There are three kinds of error that can happen, and they are each caused by different phenomena that can interfere with the delta math. The three possible adjustments are the endstop screws, the tower rotation, and the printer radius. It's important to understand how each one plays into the delta calculations. (Not necessarily in the sense of the math, but concerning cause-and-effect relationships that explain how the error changes as the platform tracks across the entire surface.) There is also some counter-intuitive thinking that takes time to learn.
The endstop screws handle the rotation of the plane of the build surface first and foremost. The rotations must all be correct for the bed to be level. Imagine drawing a "T" across the build platform. You start out at the X tower, then draw a line to the center of the platform, and that's the vertical line of the T. Then you draw a perpendicular line across the top of that one, forming the horizontal line of the T, stretching from one side of the build platform to the other. That line becomes the axis about which the platform is rotated when you turn the X endstop screw. The phenomenon to be aware of is that RAISING the platform near a tower LOWERS it at the opposite edge, and vice versa.
The software tower rotation and printer radius determine how far the carriages move, and that amount increases with distance from the tower. This is because a carriage barely moves at all when the effector is close to the carriage's tower, but it must move progressively faster the further away it gets, or it won't push far enough to hold the effector at the same elevation. The reason a bad printer radius setting (on an otherwise perfectly calibrated machine) will cause lensing is that the carriage is either moving too far or coming up short. On the other hand, if a tower is at the wrong rotation, the printer will think it's starting from a different position than it really is, and then it will either move the carriage too far or not far enough depending on which direction the tower needs to be rotated.

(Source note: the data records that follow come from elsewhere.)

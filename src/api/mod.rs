use actix_web::{web, HttpResponse, Responder, ResponseError};
use chrono::Utc;
use std::sync::Arc;
use thiserror::Error;

use crate::auth::{AuthService, AuthUser};
use crate::models::*;
use crate::store::{Store, StoreError};
use crate::workflow::{FollowOutcome, RelationshipWorkflow, WorkflowError};

pub struct AppState {
    pub store: Arc<Store>,
    pub auth_service: Arc<AuthService>,
    pub workflow: Arc<RelationshipWorkflow>,
}

/// Error taxonomy for the HTTP surface. Every handler fails fast with one
/// of these; the body is always `{"error": "..."}`.
#[derive(Error, Debug)]
pub enum ApiError {
    #[error("{0}")]
    Validation(String),
    #[error("{0}")]
    Authentication(String),
    #[error("{0}")]
    Forbidden(String),
    #[error("{0}")]
    NotFound(String),
    #[error("{0}")]
    Conflict(String),
    #[error("{0}")]
    Internal(String),
}

impl ResponseError for ApiError {
    fn status_code(&self) -> actix_web::http::StatusCode {
        use actix_web::http::StatusCode;
        match self {
            ApiError::Validation(_) => StatusCode::BAD_REQUEST,
            ApiError::Authentication(_) => StatusCode::UNAUTHORIZED,
            ApiError::Forbidden(_) => StatusCode::FORBIDDEN,
            ApiError::NotFound(_) => StatusCode::NOT_FOUND,
            ApiError::Conflict(_) => StatusCode::CONFLICT,
            ApiError::Internal(_) => StatusCode::INTERNAL_SERVER_ERROR,
        }
    }

    fn error_response(&self) -> HttpResponse {
        HttpResponse::build(self.status_code())
            .json(serde_json::json!({ "error": self.to_string() }))
    }
}

impl From<StoreError> for ApiError {
    fn from(e: StoreError) -> Self {
        match e {
            StoreError::NotFound(what) => ApiError::NotFound(format!("{} not found", what)),
            StoreError::Conflict(msg) => ApiError::Conflict(msg),
            StoreError::Database(e) => ApiError::Internal(format!("Database error: {}", e)),
        }
    }
}

impl From<WorkflowError> for ApiError {
    fn from(e: WorkflowError) -> Self {
        match e {
            WorkflowError::SelfReference => ApiError::Validation(e.to_string()),
            WorkflowError::NotFound(what) => ApiError::NotFound(format!("{} not found", what)),
            WorkflowError::Validation(msg) => ApiError::Validation(msg),
            WorkflowError::Store(StoreError::Conflict(msg)) => ApiError::Conflict(msg),
            WorkflowError::Store(e) => ApiError::Internal(format!("Store error: {}", e)),
        }
    }
}

impl From<bcrypt::BcryptError> for ApiError {
    fn from(_: bcrypt::BcryptError) -> Self {
        ApiError::Internal("Failed to hash password".to_string())
    }
}

impl From<jsonwebtoken::errors::Error> for ApiError {
    fn from(_: jsonwebtoken::errors::Error) -> Self {
        ApiError::Internal("Failed to generate token".to_string())
    }
}

type ApiResult = Result<HttpResponse, ApiError>;

// ==================== Health Check ====================

pub async fn health() -> impl Responder {
    HttpResponse::Ok().json(serde_json::json!({
        "status": "ok",
        "timestamp": Utc::now().to_rfc3339()
    }))
}

// ==================== Auth Endpoints ====================

fn is_valid_email(email: &str) -> bool {
    match email.split_once('@') {
        Some((local, domain)) => {
            !local.is_empty()
                && domain.contains('.')
                && !domain.starts_with('.')
                && !domain.ends_with('.')
        }
        None => false,
    }
}

pub async fn signup(state: web::Data<AppState>, body: web::Json<SignupRequest>) -> ApiResult {
    if body.full_name.is_empty()
        || body.username.is_empty()
        || body.email.is_empty()
        || body.password.is_empty()
    {
        return Err(ApiError::Validation("All fields are required".to_string()));
    }
    if !is_valid_email(&body.email) {
        return Err(ApiError::Validation("Invalid email format".to_string()));
    }
    if body.password.len() < 8 {
        return Err(ApiError::Validation(
            "Password must be at least 8 characters long".to_string(),
        ));
    }
    if state.store.username_taken(&body.username)? {
        return Err(ApiError::Conflict(
            "Username exists, please choose another".to_string(),
        ));
    }
    if state.store.email_taken(&body.email)? {
        return Err(ApiError::Conflict(
            "Email exists, please log in".to_string(),
        ));
    }

    let password_hash = state.auth_service.hash_password(&body.password)?;

    let mut user = User {
        id: String::new(),
        username: body.username.clone(),
        email: body.email.clone(),
        password_hash,
        full_name: body.full_name.clone(),
        bio: String::new(),
        link: String::new(),
        profile_img: String::new(),
        cover_img: String::new(),
        followers: Vec::new(),
        following: Vec::new(),
        liked_posts: Vec::new(),
        created_at: Utc::now(),
        updated_at: Utc::now(),
    };
    state.store.create_user(&mut user)?;

    let token = state.auth_service.generate_token(&user.id)?;
    Ok(HttpResponse::Created().json(AuthResponse { token, user }))
}

pub async fn login(state: web::Data<AppState>, body: web::Json<LoginRequest>) -> ApiResult {
    let user = match state.store.get_user_by_username(&body.username) {
        Ok(u) => u,
        Err(StoreError::NotFound(_)) => {
            return Err(ApiError::Authentication("Wrong username".to_string()));
        }
        Err(e) => return Err(e.into()),
    };

    let valid = state
        .auth_service
        .verify_password(&body.password, &user.password_hash)
        .unwrap_or(false);
    if !valid {
        return Err(ApiError::Authentication("Wrong password".to_string()));
    }

    let token = state.auth_service.generate_token(&user.id)?;
    Ok(HttpResponse::Ok().json(AuthResponse { token, user }))
}

/// Tokens are self-contained, so logout is an acknowledgement only.
pub async fn logout() -> impl Responder {
    HttpResponse::Ok().json(serde_json::json!({ "message": "Logged out successfully." }))
}

pub async fn get_me(state: web::Data<AppState>, auth_user: AuthUser) -> ApiResult {
    let user = state.store.get_user(&auth_user.user_id)?;
    Ok(HttpResponse::Ok().json(user))
}

// ==================== User Endpoints ====================

pub async fn get_user_profile(
    state: web::Data<AppState>,
    _auth_user: AuthUser,
    path: web::Path<String>,
) -> ApiResult {
    let username = path.into_inner();
    let user = state
        .store
        .get_user_by_username(&username)
        .map_err(|e| match e {
            StoreError::NotFound(_) => {
                ApiError::NotFound("No user found with the specified username".to_string())
            }
            other => other.into(),
        })?;
    Ok(HttpResponse::Ok().json(user))
}

pub async fn get_suggested_users(state: web::Data<AppState>, auth_user: AuthUser) -> ApiResult {
    let users = state.store.suggested_users(&auth_user.user_id, 4)?;
    Ok(HttpResponse::Ok().json(users))
}

pub async fn follow_user(
    state: web::Data<AppState>,
    auth_user: AuthUser,
    path: web::Path<String>,
) -> ApiResult {
    let target_id = path.into_inner();
    let outcome = state
        .workflow
        .follow_or_unfollow(&auth_user.user_id, &target_id)?;

    let (message, following) = match outcome {
        FollowOutcome::Followed => ("User followed successfully", true),
        FollowOutcome::Unfollowed => ("User unfollowed successfully", false),
    };
    Ok(HttpResponse::Ok().json(serde_json::json!({
        "message": message,
        "following": following
    })))
}

pub async fn update_user(
    state: web::Data<AppState>,
    auth_user: AuthUser,
    body: web::Json<UpdateUserRequest>,
) -> ApiResult {
    let mut user = state.store.get_user(&auth_user.user_id)?;

    // Password change requires both fields
    match (&body.current_password, &body.new_password) {
        (Some(_), None) | (None, Some(_)) => {
            return Err(ApiError::Validation(
                "Both current and new passwords are required to change your password".to_string(),
            ));
        }
        (Some(current), Some(new)) => {
            let matches = state
                .auth_service
                .verify_password(current, &user.password_hash)
                .unwrap_or(false);
            if !matches {
                return Err(ApiError::Validation(
                    "The current password provided is incorrect".to_string(),
                ));
            }
            if new.len() < 6 {
                return Err(ApiError::Validation(
                    "New password must be at least 6 characters long".to_string(),
                ));
            }
            user.password_hash = state.auth_service.hash_password(new)?;
        }
        (None, None) => {}
    }

    if let Some(ref v) = body.full_name {
        user.full_name = v.clone();
    }
    if let Some(ref v) = body.email {
        user.email = v.clone();
    }
    if let Some(ref v) = body.username {
        user.username = v.clone();
    }
    if let Some(ref v) = body.bio {
        user.bio = v.clone();
    }
    if let Some(ref v) = body.link {
        user.link = v.clone();
    }
    // Image fields arrive as already-hosted URLs; storage is external
    if let Some(ref v) = body.profile_img {
        user.profile_img = v.clone();
    }
    if let Some(ref v) = body.cover_img {
        user.cover_img = v.clone();
    }

    state.store.update_user(&mut user)?;
    Ok(HttpResponse::Ok().json(user))
}

// ==================== Post Endpoints ====================

pub async fn create_post(
    state: web::Data<AppState>,
    auth_user: AuthUser,
    body: web::Json<CreatePostRequest>,
) -> ApiResult {
    let text = body.text.clone().unwrap_or_default();
    let img = body.img.clone().unwrap_or_default();
    if text.is_empty() && img.is_empty() {
        return Err(ApiError::Validation(
            "Text or image is required".to_string(),
        ));
    }

    let mut post = Post {
        id: String::new(),
        user_id: auth_user.user_id.clone(),
        text,
        img,
        created_at: Utc::now(),
    };
    state.store.create_post(&mut post)?;

    let view = state.store.hydrate_post(&post)?;
    Ok(HttpResponse::Created().json(view))
}

pub async fn delete_post(
    state: web::Data<AppState>,
    auth_user: AuthUser,
    path: web::Path<String>,
) -> ApiResult {
    let id = path.into_inner();
    let post = state.store.get_post(&id).map_err(|e| match e {
        StoreError::NotFound(_) => ApiError::NotFound("Post not found".to_string()),
        other => other.into(),
    })?;

    if post.user_id != auth_user.user_id {
        return Err(ApiError::Forbidden("Unauthorized action".to_string()));
    }

    state.store.delete_post(&id)?;
    Ok(HttpResponse::Ok().json(serde_json::json!({ "message": "Post deleted successfully" })))
}

pub async fn like_post(
    state: web::Data<AppState>,
    auth_user: AuthUser,
    path: web::Path<String>,
) -> ApiResult {
    let post_id = path.into_inner();
    let outcome = state
        .workflow
        .like_or_unlike(&auth_user.user_id, &post_id)?;

    let message = if outcome.liked {
        "Post liked successfully"
    } else {
        "Post unliked successfully"
    };
    Ok(HttpResponse::Ok().json(serde_json::json!({
        "message": message,
        "liked": outcome.liked,
        "likes": outcome.likes
    })))
}

pub async fn comment_on_post(
    state: web::Data<AppState>,
    auth_user: AuthUser,
    path: web::Path<String>,
    body: web::Json<CommentRequest>,
) -> ApiResult {
    let post_id = path.into_inner();
    let view = state
        .workflow
        .add_comment(&auth_user.user_id, &post_id, &body.text)?;
    Ok(HttpResponse::Ok().json(view))
}

pub async fn get_all_posts(state: web::Data<AppState>, _auth_user: AuthUser) -> ApiResult {
    let posts = state.store.list_posts()?;
    let views = state.store.hydrate_posts(posts)?;
    Ok(HttpResponse::Ok().json(views))
}

pub async fn get_following_posts(state: web::Data<AppState>, auth_user: AuthUser) -> ApiResult {
    let posts = state.store.list_following_posts(&auth_user.user_id)?;
    let views = state.store.hydrate_posts(posts)?;
    Ok(HttpResponse::Ok().json(views))
}

pub async fn get_liked_posts(
    state: web::Data<AppState>,
    _auth_user: AuthUser,
    path: web::Path<String>,
) -> ApiResult {
    let user_id = path.into_inner();
    // 404 when the user itself is unknown
    state.store.user_summary(&user_id).map_err(|e| match e {
        StoreError::NotFound(_) => ApiError::NotFound("User not found".to_string()),
        other => other.into(),
    })?;

    let posts = state.store.list_liked_posts(&user_id)?;
    let views = state.store.hydrate_posts(posts)?;
    Ok(HttpResponse::Ok().json(views))
}

pub async fn get_user_posts(
    state: web::Data<AppState>,
    _auth_user: AuthUser,
    path: web::Path<String>,
) -> ApiResult {
    let username = path.into_inner();
    let user = state
        .store
        .get_user_by_username(&username)
        .map_err(|e| match e {
            StoreError::NotFound(_) => ApiError::NotFound("User not found".to_string()),
            other => other.into(),
        })?;

    let posts = state.store.list_posts_by_user(&user.id)?;
    let views = state.store.hydrate_posts(posts)?;
    Ok(HttpResponse::Ok().json(views))
}

// ==================== Notification Endpoints ====================

pub async fn get_notifications(state: web::Data<AppState>, auth_user: AuthUser) -> ApiResult {
    let notifications = state.workflow.list_notifications(&auth_user.user_id)?;
    Ok(HttpResponse::Ok().json(notifications))
}

pub async fn delete_notifications(state: web::Data<AppState>, auth_user: AuthUser) -> ApiResult {
    let deleted = state.workflow.clear_notifications(&auth_user.user_id)?;
    Ok(HttpResponse::Ok().json(serde_json::json!({
        "message": format!("{} notification(s) deleted successfully", deleted),
        "deletedCount": deleted
    })))
}

// ==================== Route Configuration ====================

pub fn configure_routes(cfg: &mut web::ServiceConfig) {
    cfg
        // Health check
        .route("/health", web::get().to(health))
        // Auth routes
        .route("/api/auth/signup", web::post().to(signup))
        .route("/api/auth/login", web::post().to(login))
        .route("/api/auth/logout", web::post().to(logout))
        .route("/api/auth/me", web::get().to(get_me))
        // Users
        .route("/api/users/profile/{username}", web::get().to(get_user_profile))
        .route("/api/users/suggested", web::get().to(get_suggested_users))
        .route("/api/users/follow/{id}", web::post().to(follow_user))
        .route("/api/users/update", web::post().to(update_user))
        // Posts
        .route("/api/posts/all", web::get().to(get_all_posts))
        .route("/api/posts/following", web::get().to(get_following_posts))
        .route("/api/posts/likes/{id}", web::get().to(get_liked_posts))
        .route("/api/posts/user/{username}", web::get().to(get_user_posts))
        .route("/api/posts/create", web::post().to(create_post))
        .route("/api/posts/like/{id}", web::post().to(like_post))
        .route("/api/posts/comment/{id}", web::post().to(comment_on_post))
        .route("/api/posts/{id}", web::delete().to(delete_post))
        // Notifications
        .route("/api/notifications", web::get().to(get_notifications))
        .route("/api/notifications", web::delete().to(delete_notifications));
}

Golden question: How do you tell the difference and what do you do about it?
- If you find that the carriage lifts or dips close to one tower and does the opposite close to the opposite side of the build platform, it's probably the endstop screw on the tower it's close to. For example, if the carriage always dips near X and raises on the half of the platform opposite X, tightening the X endstop screw by the right amount should correct it.
- If you find that the carriage lifts or dips close to one tower and does the opposite next to one of its neighbors, it's probably the rotation on the remaining tower. Look for Alpha A, B, and C in the EEPROM. You will see the values 210, 330, and 90. Reducing a number rotates the tower clockwise and increasing it rotates the tower counter-clockwise. You should only need to change the rotation by 1/2 to one degree. This is where you have to think of terms of pushing and pulling. On my printer, it was lifting near the X tower and dipping near Z. Y was OK, so I assumed it was the culprit. Changing Y's rotation from 330 to 331 fixed the problem, because that gave Repetier a better idea of where it was starting from. It then knew to move the Y tower a little faster when going towards X, and a little slower going towards Z.
- If you're doing the PRINTER_RADIUS calibration according to the manual, and you find that it calibrates fine to one tower but not all of them, you should suspect that something's funny with the tower rotations.
Last edited by 626Pilot on Fri Dec 06, 2013 7:57 pm, edited 1 time in total.